N. 00440/2024 REG.RIC.
REPUBBLICA ITALIANA
IN NOME DEL POPOLO ITALIANO
Il Tribunale Amministrativo Regionale per la Puglia
(Sezione Terza)
ha pronunciato la presente
SENTENZA
sul ricorso numero di registro generale 440 del 2024, proposto da
Errepi Soluzioni s.r.l.s, in persona del legale rappresentante pro tempore , rappresentata e difesa dall'avv. Danilo Lorenzo, con domicilio digitale come da PEC da Registri di Giustizia;
contro
Comune di Monopoli (BA), in persona del legale rappresentante pro tempore , rappresentato e difeso dall'avv. Lorenzo Dibello, con domicilio digitale come da PEC da Registri di Giustizia;
per l'annullamento
previa sospensione dell’efficacia
a) del provvedimento prot. n. 0020755/2024 datato 20 marzo 2024 a firma del dirigente A.O. I - affari generali e sviluppo locale – del Comune di Monopoli avente ad oggetto “ Riscontro istanza di proroga ex lege della validità del titolo autorizzatorio, acclarata al prot. n. 7820 del 30/01/2024. Comunicazione di mantenimento nel periodo invernale dei manufatti acclarata al prot. n. 9077 del 02/02/2024. Rigetto istanza di proroga e mantenimento ”, con il quale sono state rigettate le richieste finalizzate alla proroga della validità del titolo edilizio e paesaggistico nella titolarità della ricorrente nonché al mantenimento annuale delle strutture amovibili funzionali allo svolgimento delle attività balneari o connesse e strumentali alla balneazione;
b) della nota prot. n. 0011089/2024 datata 09.02.2024 allegata al predetto provvedimento, a firma del Dirigente dell'A.O. III Tecnica – Urbanistica, Edilizia e Lavori Pubblici – S.U.E.;
c) della ordinanza n. 235 datata 20.03.2024 a firma del dirigente della A.O. III – Urbanistica e Lavori Pubblici – del Comune di Monopoli con il quale è stata ordinata la rimozione dei manufatti e delle strutture precarie connesse alla balneazione e conseguente ripristino dello stato originario dei luoghi;
d) di ogni atto agli stessi presupposto, connesso, propedeutico e/o consequenziale
Visti il ricorso e i relativi allegati;
Visto l'atto di costituzione in giudizio del Comune di Monopoli;
Visti tutti gli atti della causa;
Relatore nell'udienza pubblica del giorno 22 gennaio 2025 il dott.
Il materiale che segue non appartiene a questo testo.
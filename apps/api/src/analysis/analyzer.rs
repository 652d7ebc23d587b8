//! Resume Analyzer: scores a resume against the accumulated insight corpus.
//!
//! Same provider chain as insight extraction: primary, then secondary, then the
//! fixed fallback analysis. An empty corpus goes straight to the fallback.

use serde::Deserialize;
use tracing::{info, warn};

use crate::analysis::fallback::{fallback_feedback, fallback_scores};
use crate::analysis::prompts::{ANALYSIS_MAX_TOKENS, ANALYSIS_PROMPT_TEMPLATE, ANALYSIS_SYSTEM};
use crate::llm_client::decode::decode_json;
use crate::llm_client::prompts::JSON_ONLY_INSTRUCTION;
use crate::llm_client::{DecodeError, Origin, ProviderChain};
use crate::models::feedback::{FeedbackItem, FeedbackType, ScoreSet, DEFAULT_SEVERITY};
use crate::models::insight::InsightRecord;

/// Feedback items requested per analysis.
pub const FEEDBACK_TARGET: usize = 10;

#[derive(Debug, Clone)]
pub struct Analysis {
    pub feedback: Vec<FeedbackItem>,
    pub scores: ScoreSet,
    pub origin: Origin,
}

#[derive(Debug, Deserialize)]
struct ProviderFeedback {
    #[serde(rename = "type")]
    kind: FeedbackType,
    title: String,
    #[serde(default)]
    category: Option<String>,
    section: String,
    description: String,
    severity: Option<String>,
    suggestion: Option<String>,
    source: Option<String>,
}

#[derive(Debug, Deserialize)]
struct ProviderScores {
    #[serde(alias = "overall_score")]
    overall: f64,
    #[serde(alias = "content_score")]
    content: f64,
    #[serde(alias = "formatting_score")]
    formatting: f64,
    #[serde(alias = "impact_score")]
    impact: f64,
    #[serde(alias = "ats_score")]
    ats: f64,
}

#[derive(Debug, Deserialize)]
struct AnalysisPayload {
    feedback: Vec<ProviderFeedback>,
    scores: ProviderScores,
}

#[derive(Clone)]
pub struct ResumeAnalyzer {
    providers: ProviderChain,
}

impl ResumeAnalyzer {
    pub fn new(providers: ProviderChain) -> Self {
        Self { providers }
    }

    pub async fn analyze(
        &self,
        resume_id: &str,
        resume_text: &str,
        corpus: &[InsightRecord],
    ) -> Analysis {
        if corpus.is_empty() {
            info!("Insight corpus is empty, using fallback analysis for resume {resume_id}");
            return fallback(resume_id);
        }

        let prompt = build_analysis_prompt(resume_text, corpus);
        let system = format!("{ANALYSIS_SYSTEM} {JSON_ONLY_INSTRUCTION}");

        match self
            .providers
            .first_success(&prompt, &system, ANALYSIS_MAX_TOKENS, |text| {
                decode_analysis(text, resume_id)
            })
            .await
        {
            Some(((feedback, scores), provider)) => {
                info!(
                    "Analyzed resume {resume_id} via {}: overall={:.2}, {} feedback items",
                    provider.name(),
                    scores.overall,
                    feedback.len()
                );
                Analysis {
                    feedback,
                    scores,
                    origin: Origin::Provider(provider),
                }
            }
            None => {
                warn!("No provider analyzed resume {resume_id}, using fallback analysis");
                fallback(resume_id)
            }
        }
    }
}

fn fallback(resume_id: &str) -> Analysis {
    Analysis {
        feedback: fallback_feedback(resume_id),
        scores: fallback_scores(resume_id),
        origin: Origin::Fallback,
    }
}

/// One bullet per insight.
pub fn format_insights(corpus: &[InsightRecord]) -> String {
    corpus
        .iter()
        .map(|i| {
            format!(
                "- Section: {}, Category: {}, Insight: \"{}\", Sentiment: {}",
                i.section, i.category, i.insight, i.sentiment
            )
        })
        .collect::<Vec<_>>()
        .join("\n")
}

pub fn build_analysis_prompt(resume_text: &str, corpus: &[InsightRecord]) -> String {
    ANALYSIS_PROMPT_TEMPLATE
        .replace("{count}", &FEEDBACK_TARGET.to_string())
        .replace("{insights}", &format_insights(corpus))
        .replace("{resume_text}", resume_text)
}

/// Decodes model output into feedback and scores for `resume_id`.
///
/// Every score must already be in [0, 1]; a model answering on another scale
/// is treated as unusable output. Feedback beyond `FEEDBACK_TARGET` is dropped;
/// none at all is rejected.
pub fn decode_analysis(
    text: &str,
    resume_id: &str,
) -> Result<(Vec<FeedbackItem>, ScoreSet), DecodeError> {
    let payload: AnalysisPayload = decode_json(text)?;

    if payload.feedback.is_empty() {
        return Err(DecodeError::Empty);
    }

    let s = payload.scores;
    let scores = ScoreSet {
        resume_id: resume_id.to_string(),
        overall: unit_score("overall", s.overall)?,
        content: unit_score("content", s.content)?,
        formatting: unit_score("formatting", s.formatting)?,
        impact: unit_score("impact", s.impact)?,
        ats: unit_score("ats", s.ats)?,
    };

    let feedback = payload
        .feedback
        .into_iter()
        .take(FEEDBACK_TARGET)
        .map(|f| FeedbackItem {
            resume_id: resume_id.to_string(),
            kind: f.kind,
            title: f.title,
            category: f
                .category
                .filter(|c| !c.trim().is_empty())
                .unwrap_or_else(|| f.kind.as_str().to_string()),
            section: f.section,
            description: f.description,
            severity: f
                .severity
                .filter(|s| !s.trim().is_empty())
                .unwrap_or_else(|| DEFAULT_SEVERITY.to_string()),
            suggestion: f.suggestion,
            source: f.source,
        })
        .collect();

    Ok((feedback, scores))
}

fn unit_score(field: &'static str, value: f64) -> Result<f64, DecodeError> {
    if !(0.0..=1.0).contains(&value) {
        return Err(DecodeError::OutOfRange { field, value });
    }
    Ok(value)
}
//! Persistence Gateway: best-effort append of pipeline output.
//!
//! Each row is inserted on its own. A failed insert is logged and skipped;
//! nothing is rolled back. Callers get the number of rows that made it.

use std::sync::Arc;

use tracing::{info, warn};
use uuid::Uuid;

use crate::models::feedback::{FeedbackItem, ScoreSet};
use crate::models::insight::InsightRecord;
use crate::store::Store;

#[derive(Clone)]
pub struct PersistenceGateway {
    store: Arc<dyn Store>,
}

impl PersistenceGateway {
    pub fn new(store: Arc<dyn Store>) -> Self {
        Self { store }
    }

    pub async fn store_insights(&self, topic: &str, records: &[InsightRecord]) -> usize {
        let mut stored = 0;
        for (i, record) in records.iter().enumerate() {
            match self.store.insert_insight(record).await {
                Ok(()) => stored += 1,
                Err(e) => warn!("Failed to insert insight {i} for r/{topic}: {e:#}"),
            }
        }
        info!("Stored {stored}/{} insights for r/{topic}", records.len());
        stored
    }

    pub async fn store_feedback(
        &self,
        resume_id: &str,
        analysis_id: Uuid,
        items: &[FeedbackItem],
    ) -> usize {
        let mut stored = 0;
        for (i, item) in items.iter().enumerate() {
            match self.store.insert_feedback(analysis_id, item).await {
                Ok(()) => stored += 1,
                Err(e) => warn!("Failed to insert feedback {i} for resume {resume_id}: {e:#}"),
            }
        }
        info!(
            "Stored {stored}/{} feedback items for resume {resume_id}",
            items.len()
        );
        stored
    }

    /// Returns 1 when the score row was written, 0 otherwise.
    pub async fn store_scores(&self, resume_id: &str, analysis_id: Uuid, scores: &ScoreSet) -> usize {
        match self.store.insert_scores(analysis_id, scores).await {
            Ok(()) => 1,
            Err(e) => {
                warn!("Failed to insert scores for resume {resume_id}: {e:#}");
                0
            }
        }
    }
}
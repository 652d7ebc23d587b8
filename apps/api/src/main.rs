mod analysis;
mod config;
mod db;
mod errors;
mod insights;
mod llm_client;
mod models;
mod pipeline;
mod routes;
mod sources;
mod state;
mod store;

use anyhow::Result;
use std::net::SocketAddr;
use std::sync::Arc;
use tower_http::trace::TraceLayer;
use tracing::{info, warn};
use tracing_subscriber::{layer::SubscriberExt, util::SubscriberInitExt, EnvFilter};

use crate::config::Config;
use crate::db::create_pool;
use crate::llm_client::ProviderChain;
use crate::pipeline::Pipeline;
use crate::routes::build_router;
use crate::sources::RedditFetcher;
use crate::state::AppState;
use crate::store::PgStore;

#[tokio::main]
async fn main() -> Result<()> {
    // Load configuration first (fails on missing required env vars)
    let config = Config::from_env()?;

    // Initialize structured logging
    tracing_subscriber::registry()
        .with(EnvFilter::try_from_default_env().unwrap_or_else(|_| {
            EnvFilter::new(format!("{}={}", env!("CARGO_PKG_NAME"), &config.rust_log))
        }))
        .with(tracing_subscriber::fmt::layer())
        .init();

    info!("Starting ReviewLens API v{}", env!("CARGO_PKG_VERSION"));

    // Initialize PostgreSQL
    let db = create_pool(&config.database_url).await?;
    let store = Arc::new(PgStore::new(db));

    // Initialize provider chain (primary first, then secondary)
    let providers = ProviderChain::from_config(&config.providers);
    if providers.is_empty() {
        warn!("No provider API keys configured, every request will use fallback content");
    } else {
        let names: Vec<&str> = providers.providers().iter().map(|p| p.name()).collect();
        info!("Provider chain: {}", names.join(" -> "));
    }

    let fetcher = Arc::new(RedditFetcher::new(config.reddit_base_url.clone()));
    let pipeline = Pipeline::new(
        store.clone(),
        fetcher,
        providers,
        config.topics.clone(),
        config.topic_interval,
    );

    let state = AppState {
        store,
        pipeline: Arc::new(pipeline),
    };

    let app = build_router(state).layer(TraceLayer::new_for_http());

    let addr: SocketAddr = format!("0.0.0.0:{}", config.port).parse()?;
    info!("Listening on {addr}");

    let listener = tokio::net::TcpListener::bind(addr).await?;
    axum::serve(listener, app).await?;

    Ok(())
}
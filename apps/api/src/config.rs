use std::time::Duration;

use anyhow::{Context, Result};

const DEFAULT_PERPLEXITY_API_URL: &str = "https://api.perplexity.ai/chat/completions";
const DEFAULT_GROQ_API_URL: &str = "https://api.groq.com/openai/v1/chat/completions";
const DEFAULT_REDDIT_BASE_URL: &str = "https://www.reddit.com";
const DEFAULT_TOPICS: &str = "resumes,jobs,careerguidance,recruitinghell,cscareerquestions";

/// Which generative providers are available and where they live.
/// Built once at startup; provider selection is a pure function of this struct.
#[derive(Debug, Clone)]
pub struct ProviderConfig {
    /// Perplexity key. Tried first.
    pub primary_key: Option<String>,
    /// Groq key. Tried when the primary is absent or fails.
    pub secondary_key: Option<String>,
    pub primary_url: String,
    pub secondary_url: String,
    pub timeout: Duration,
}

impl ProviderConfig {
    /// No credentials: every inference request goes straight to fallback content.
    pub fn unconfigured() -> Self {
        Self {
            primary_key: None,
            secondary_key: None,
            primary_url: DEFAULT_PERPLEXITY_API_URL.to_string(),
            secondary_url: DEFAULT_GROQ_API_URL.to_string(),
            timeout: Duration::from_secs(30),
        }
    }
}

/// Application configuration loaded from environment variables.
/// Fails at startup if DATABASE_URL is missing; provider keys are optional.
#[derive(Debug, Clone)]
pub struct Config {
    pub database_url: String,
    pub providers: ProviderConfig,
    pub reddit_base_url: String,
    pub topics: Vec<String>,
    pub topic_interval: Duration,
    pub port: u16,
    pub rust_log: String,
}

impl Config {
    pub fn from_env() -> Result<Self> {
        dotenvy::dotenv().ok(); // load .env if present; ignore if missing

        Self::from_lookup(|key| std::env::var(key).ok())
    }

    pub fn from_lookup<F>(lookup: F) -> Result<Self>
    where
        F: Fn(&str) -> Option<String>,
    {
        let database_url = lookup("DATABASE_URL")
            .filter(|v| !v.is_empty())
            .context("Required environment variable 'DATABASE_URL' is not set")?;

        let timeout_secs = parse_or(&lookup, "PROVIDER_TIMEOUT_SECS", 30u64)
            .context("PROVIDER_TIMEOUT_SECS must be a whole number of seconds")?;
        let interval_ms = parse_or(&lookup, "TOPIC_INTERVAL_MS", 1000u64)
            .context("TOPIC_INTERVAL_MS must be a whole number of milliseconds")?;

        let topics: Vec<String> = lookup("COLLECTION_TOPICS")
            .unwrap_or_else(|| DEFAULT_TOPICS.to_string())
            .split(',')
            .map(|t| t.trim().to_string())
            .filter(|t| !t.is_empty())
            .collect();

        Ok(Config {
            database_url,
            providers: ProviderConfig {
                primary_key: optional_key(&lookup, "PERPLEXITY_API_KEY"),
                secondary_key: optional_key(&lookup, "GROQ_API_KEY"),
                primary_url: lookup("PERPLEXITY_API_URL")
                    .unwrap_or_else(|| DEFAULT_PERPLEXITY_API_URL.to_string()),
                secondary_url: lookup("GROQ_API_URL")
                    .unwrap_or_else(|| DEFAULT_GROQ_API_URL.to_string()),
                timeout: Duration::from_secs(timeout_secs),
            },
            reddit_base_url: lookup("REDDIT_BASE_URL")
                .unwrap_or_else(|| DEFAULT_REDDIT_BASE_URL.to_string()),
            topics,
            topic_interval: Duration::from_millis(interval_ms),
            port: parse_or(&lookup, "PORT", 8080u16).context("PORT must be a valid port number")?,
            rust_log: lookup("RUST_LOG").unwrap_or_else(|| "info".to_string()),
        })
    }
}

/// Empty strings count as absent, matching how the keys are usually provisioned.
fn optional_key<F>(lookup: &F, key: &str) -> Option<String>
where
    F: Fn(&str) -> Option<String>,
{
    lookup(key)
        .map(|v| v.trim().to_string())
        .filter(|v| !v.is_empty())
}

fn parse_or<F, T>(lookup: &F, key: &str, default: T) -> Result<T>
where
    F: Fn(&str) -> Option<String>,
    T: std::str::FromStr,
    T::Err: std::error::Error + Send + Sync + 'static,
{
    match lookup(key) {
        Some(raw) => Ok(raw.trim().parse::<T>()?),
        None => Ok(default),
    }
}

#[cfg(test)]
mod tests {
    use std::collections::HashMap;

    use super::*;

    fn env(pairs: &[(&str, &str)]) -> impl Fn(&str) -> Option<String> {
        let map: HashMap<String, String> = pairs
            .iter()
            .map(|(k, v)| (k.to_string(), v.to_string()))
            .collect();
        move |key| map.get(key).cloned()
    }

    #[test]
    fn test_defaults_with_only_database_url() {
        let config = Config::from_lookup(env(&[("DATABASE_URL", "postgres://localhost/db")])).unwrap();
        assert_eq!(config.port, 8080);
        assert_eq!(config.topic_interval, Duration::from_secs(1));
        assert_eq!(config.providers.timeout, Duration::from_secs(30));
        assert!(config.providers.primary_key.is_none());
        assert!(config.providers.secondary_key.is_none());
        assert_eq!(config.topics.len(), 5);
        assert_eq!(config.topics[0], "resumes");
    }

    #[test]
    fn test_missing_database_url_is_an_error() {
        assert!(Config::from_lookup(env(&[])).is_err());
    }

    #[test]
    fn test_empty_provider_keys_are_absent() {
        let config = Config::from_lookup(env(&[
            ("DATABASE_URL", "postgres://localhost/db"),
            ("PERPLEXITY_API_KEY", ""),
            ("GROQ_API_KEY", "gsk-123"),
        ]))
        .unwrap();
        assert!(config.providers.primary_key.is_none());
        assert_eq!(config.providers.secondary_key.as_deref(), Some("gsk-123"));
    }

    #[test]
    fn test_topics_are_trimmed_and_blank_entries_dropped() {
        let config = Config::from_lookup(env(&[
            ("DATABASE_URL", "postgres://localhost/db"),
            ("COLLECTION_TOPICS", " resumes , ,jobs"),
        ]))
        .unwrap();
        assert_eq!(config.topics, vec!["resumes".to_string(), "jobs".to_string()]);
    }

    #[test]
    fn test_bad_port_is_rejected() {
        let result = Config::from_lookup(env(&[
            ("DATABASE_URL", "postgres://localhost/db"),
            ("PORT", "eighty"),
        ]));
        assert!(result.is_err());
    }
}
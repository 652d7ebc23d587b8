/// LLM Client: the single point of entry for all generative-provider calls.
///
/// ARCHITECTURAL RULE: No other module may call a provider API directly.
/// All LLM interactions MUST go through this module.
///
/// Both supported providers speak the OpenAI chat-completions dialect, so one
/// client type serves either; `Provider` pins the model per vendor.
use std::time::Duration;

use reqwest::Client;
use serde::{Deserialize, Serialize};
use thiserror::Error;
use tracing::{debug, warn};

pub mod chain;
pub mod decode;
pub mod prompts;

pub use chain::{Origin, ProviderChain};
pub use decode::DecodeError;

/// Sampling temperature for every provider call.
pub const TEMPERATURE: f64 = 0.7;
const DEFAULT_MAX_ATTEMPTS: u32 = 2;

#[derive(Debug, Clone, Copy, PartialEq, Eq)]
pub enum Provider {
    Perplexity,
    Groq,
}

impl Provider {
    pub fn name(&self) -> &'static str {
        match self {
            Provider::Perplexity => "perplexity",
            Provider::Groq => "groq",
        }
    }

    /// Hardcoded per vendor to prevent drift.
    pub fn model(&self) -> &'static str {
        match self {
            Provider::Perplexity => "sonar",
            Provider::Groq => "llama-3.1-8b-instant",
        }
    }
}

#[derive(Debug, Error)]
pub enum LlmError {
    #[error("HTTP error: {0}")]
    Http(#[from] reqwest::Error),

    #[error("API error (status {status}): {message}")]
    Api { status: u16, message: String },

    #[error("Rate limited after {retries} retries")]
    RateLimited { retries: u32 },

    #[error("LLM returned empty content")]
    EmptyContent,
}

#[derive(Debug, Serialize)]
struct ChatRequest<'a> {
    model: &'a str,
    messages: Vec<ChatMessage<'a>>,
    temperature: f64,
    max_tokens: u32,
}

#[derive(Debug, Serialize)]
struct ChatMessage<'a> {
    role: &'a str,
    content: &'a str,
}

#[derive(Debug, Deserialize)]
pub struct ChatResponse {
    pub choices: Vec<Choice>,
    #[serde(default)]
    pub usage: Option<Usage>,
}

#[derive(Debug, Deserialize)]
pub struct Choice {
    pub message: ChoiceMessage,
}

#[derive(Debug, Deserialize)]
pub struct ChoiceMessage {
    #[serde(default)]
    pub content: Option<String>,
}

#[derive(Debug, Deserialize)]
pub struct Usage {
    pub prompt_tokens: u32,
    pub completion_tokens: u32,
}

impl ChatResponse {
    /// Extracts the text content of the first choice.
    pub fn text(&self) -> Option<&str> {
        self.choices
            .first()
            .and_then(|c| c.message.content.as_deref())
            .filter(|t| !t.trim().is_empty())
    }
}

#[derive(Debug, Deserialize)]
struct ApiError {
    error: ApiErrorBody,
}

#[derive(Debug, Deserialize)]
struct ApiErrorBody {
    message: String,
}

/// Client for one provider. Wraps its chat-completions endpoint with retry logic.
#[derive(Clone)]
pub struct LlmClient {
    client: Client,
    provider: Provider,
    api_key: String,
    api_url: String,
    max_attempts: u32,
}

impl LlmClient {
    pub fn new(provider: Provider, api_key: String, api_url: String, timeout: Duration) -> Self {
        Self {
            client: Client::builder()
                .timeout(timeout)
                .build()
                .expect("Failed to build HTTP client"),
            provider,
            api_key,
            api_url,
            max_attempts: DEFAULT_MAX_ATTEMPTS,
        }
    }

    pub fn with_max_attempts(mut self, max_attempts: u32) -> Self {
        self.max_attempts = max_attempts.max(1);
        self
    }

    pub fn provider(&self) -> Provider {
        self.provider
    }

    /// Makes a raw chat-completion call, returning the full response object.
    /// Retries on 429 (rate limit), 5xx and transport errors with exponential backoff.
    pub async fn call(
        &self,
        prompt: &str,
        system: &str,
        max_tokens: u32,
    ) -> Result<ChatResponse, LlmError> {
        let request_body = ChatRequest {
            model: self.provider.model(),
            messages: vec![
                ChatMessage {
                    role: "system",
                    content: system,
                },
                ChatMessage {
                    role: "user",
                    content: prompt,
                },
            ],
            temperature: TEMPERATURE,
            max_tokens,
        };

        let mut last_error: Option<LlmError> = None;

        for attempt in 0..self.max_attempts {
            if attempt > 0 {
                // Exponential backoff: 1s, 2s, 4s
                let delay = Duration::from_millis(1000 * (1 << (attempt - 1)));
                warn!(
                    "{} call attempt {} failed, retrying after {}ms...",
                    self.provider.name(),
                    attempt,
                    delay.as_millis()
                );
                tokio::time::sleep(delay).await;
            }

            let response = self
                .client
                .post(&self.api_url)
                .bearer_auth(&self.api_key)
                .header("content-type", "application/json")
                .json(&request_body)
                .send()
                .await;

            let response = match response {
                Ok(r) => r,
                Err(e) => {
                    last_error = Some(LlmError::Http(e));
                    continue;
                }
            };

            let status = response.status();

            if status.as_u16() == 429 || status.is_server_error() {
                let body = response.text().await.unwrap_or_default();
                warn!("{} API returned {}: {}", self.provider.name(), status, body);
                last_error = Some(LlmError::Api {
                    status: status.as_u16(),
                    message: body,
                });
                continue;
            }

            if !status.is_success() {
                let body = response.text().await.unwrap_or_default();
                let message = serde_json::from_str::<ApiError>(&body)
                    .map(|e| e.error.message)
                    .unwrap_or(body);
                return Err(LlmError::Api {
                    status: status.as_u16(),
                    message,
                });
            }

            let chat_response: ChatResponse = response.json().await?;

            if let Some(usage) = &chat_response.usage {
                debug!(
                    "{} call succeeded: prompt_tokens={}, completion_tokens={}",
                    self.provider.name(),
                    usage.prompt_tokens,
                    usage.completion_tokens
                );
            }

            return Ok(chat_response);
        }

        Err(last_error.unwrap_or(LlmError::RateLimited {
            retries: self.max_attempts,
        }))
    }

    /// Calls the provider and returns the first choice's text.
    pub async fn call_text(
        &self,
        prompt: &str,
        system: &str,
        max_tokens: u32,
    ) -> Result<String, LlmError> {
        let response = self.call(prompt, system, max_tokens).await?;
        response
            .text()
            .map(str::to_string)
            .ok_or(LlmError::EmptyContent)
    }
}

#[cfg(test)]
mod tests {
    use serde_json::json;
    use wiremock::matchers::{body_partial_json, header, method};
    use wiremock::{Mock, MockServer, ResponseTemplate};

    use super::*;

    fn client_for(server: &MockServer) -> LlmClient {
        LlmClient::new(
            Provider::Groq,
            "test-key".to_string(),
            format!("{}/chat/completions", server.uri()),
            Duration::from_secs(5),
        )
        .with_max_attempts(1)
    }

    #[tokio::test]
    async fn test_call_text_sends_chat_request_and_reads_first_choice() {
        let server = MockServer::start().await;
        Mock::given(method("POST"))
            .and(header("authorization", "Bearer test-key"))
            .and(body_partial_json(json!({
                "model": "llama-3.1-8b-instant",
                "temperature": 0.7,
                "max_tokens": 256
            })))
            .respond_with(ResponseTemplate::new(200).set_body_json(json!({
                "choices": [{"message": {"role": "assistant", "content": "[1, 2]"}}],
                "usage": {"prompt_tokens": 10, "completion_tokens": 3}
            })))
            .expect(1)
            .mount(&server)
            .await;

        let text = client_for(&server)
            .call_text("hello", "be terse", 256)
            .await
            .unwrap();
        assert_eq!(text, "[1, 2]");
    }

    #[tokio::test]
    async fn test_client_error_is_reported_with_api_message() {
        let server = MockServer::start().await;
        Mock::given(method("POST"))
            .respond_with(
                ResponseTemplate::new(401)
                    .set_body_json(json!({"error": {"message": "invalid api key"}})),
            )
            .mount(&server)
            .await;

        let err = client_for(&server)
            .call_text("hello", "be terse", 256)
            .await
            .unwrap_err();
        match err {
            LlmError::Api { status, message } => {
                assert_eq!(status, 401);
                assert_eq!(message, "invalid api key");
            }
            other => panic!("unexpected error: {other}"),
        }
    }

    #[tokio::test]
    async fn test_blank_content_is_empty_content_error() {
        let server = MockServer::start().await;
        Mock::given(method("POST"))
            .respond_with(ResponseTemplate::new(200).set_body_json(json!({
                "choices": [{"message": {"content": "   "}}]
            })))
            .mount(&server)
            .await;

        let err = client_for(&server)
            .call_text("hello", "be terse", 256)
            .await
            .unwrap_err();
        assert!(matches!(err, LlmError::EmptyContent));
    }

    #[tokio::test]
    async fn test_server_error_is_retried_up_to_max_attempts() {
        let server = MockServer::start().await;
        Mock::given(method("POST"))
            .respond_with(ResponseTemplate::new(503).set_body_string("overloaded"))
            .expect(2)
            .mount(&server)
            .await;

        let client = client_for(&server).with_max_attempts(2);
        let err = client.call_text("hello", "be terse", 256).await.unwrap_err();
        assert!(matches!(err, LlmError::Api { status: 503, .. }));
    }
}
use std::sync::Arc;

use crate::pipeline::Pipeline;
use crate::store::Store;

/// Shared application state injected into all route handlers via Axum extractors.
#[derive(Clone)]
pub struct AppState {
    pub store: Arc<dyn Store>,
    pub pipeline: Arc<Pipeline>,
}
Lorenzo Ieva e uditi per le parti i difensori avv. Lorenzo Danilo, per la parte ricorrente, e avv. Lorenzo Dibello per il Comune resistente;
Ritenuto e considerato in fatto e diritto quanto segue.
FATTO e DIRITTO
1.- Con ricorso depositato come in rito, l’istante società impugnava il provvedimento di diniego del mantenimento nel periodo invernale di strutture amovibili, funzionali allo svolgimento di talune attività ricettive stagionali, lato sensu correlate alla balneazione, nonché gravava gli altri atti connessi e infine l’ordinanza di rimozione dei predetti manufatti per il ripristino dello stato originario dei luoghi.
In fatto, accadeva che la società ricorrente – nel contesto della complessa evoluzione sia normativa sia giurisprudenziale, concernente le concessioni balneari e più in generale l’esercizio delle attività e dei sevizi alle stesse correlate – maturasse l’interesse, anche sulla scorta della peculiare disciplina normativa della Regione Puglia, a mantenere impiantate, al di fuori della stagione balneare, le predette strutture amovibili.
In diritto, venivano poste le seguenti censure avvinte da una unica ratio : I) 1.A violazione ed errata applicazione dell’art. 10- septies decreto-legge 21 marzo 2022, n. 21, conv., con mod., legge 20 maggio 2022, n. 51, per come modificato dall’art. 4- quater decreto-legge 9 dicembre 2023, n. 181, conv., con mod., dalla legge 2 febbraio 2024, n. 11; eccesso di potere per illogicità ed irrazionalità manifesta e motivazione errata. 1.B violazione e omessa applicazione dell’art. 10- septies del decreto legge n. 21 del 2022, come convertito e mod., già citato; eccesso di potere per nullità ed inefficacia, nei confronti della ricorrente, della rinuncia contenuta nel verbale della conferenza di servizi datato 1° giugno 2023; motivazione errata e illegittima; II) violazione dell’art. 8, comma 5, della legge della Regione Puglia 10 aprile 2017, n. 17; eccesso di potere per travisamento dei fatti; mancata valutazione della circolare prot. n. 108/00011857 della Regione Puglia datata del 6 settembre 2016 e conseguente violazione dell’art. 3 della legge n. 241 del 1990; difetto di motivazione; eccesso di potere per difetto istruttorio; eccesso di potere per mancata valutazione dell’ordinanza balneare della Regione Puglia; violazione dei principi di buona amministrazione, correttezza e trasparenza; violazione degli artt. 45 e 90 delle N.T.A. del 26 PPTR Puglia; III) illegittimità derivata con riferimento alla ordinanza di rimozione.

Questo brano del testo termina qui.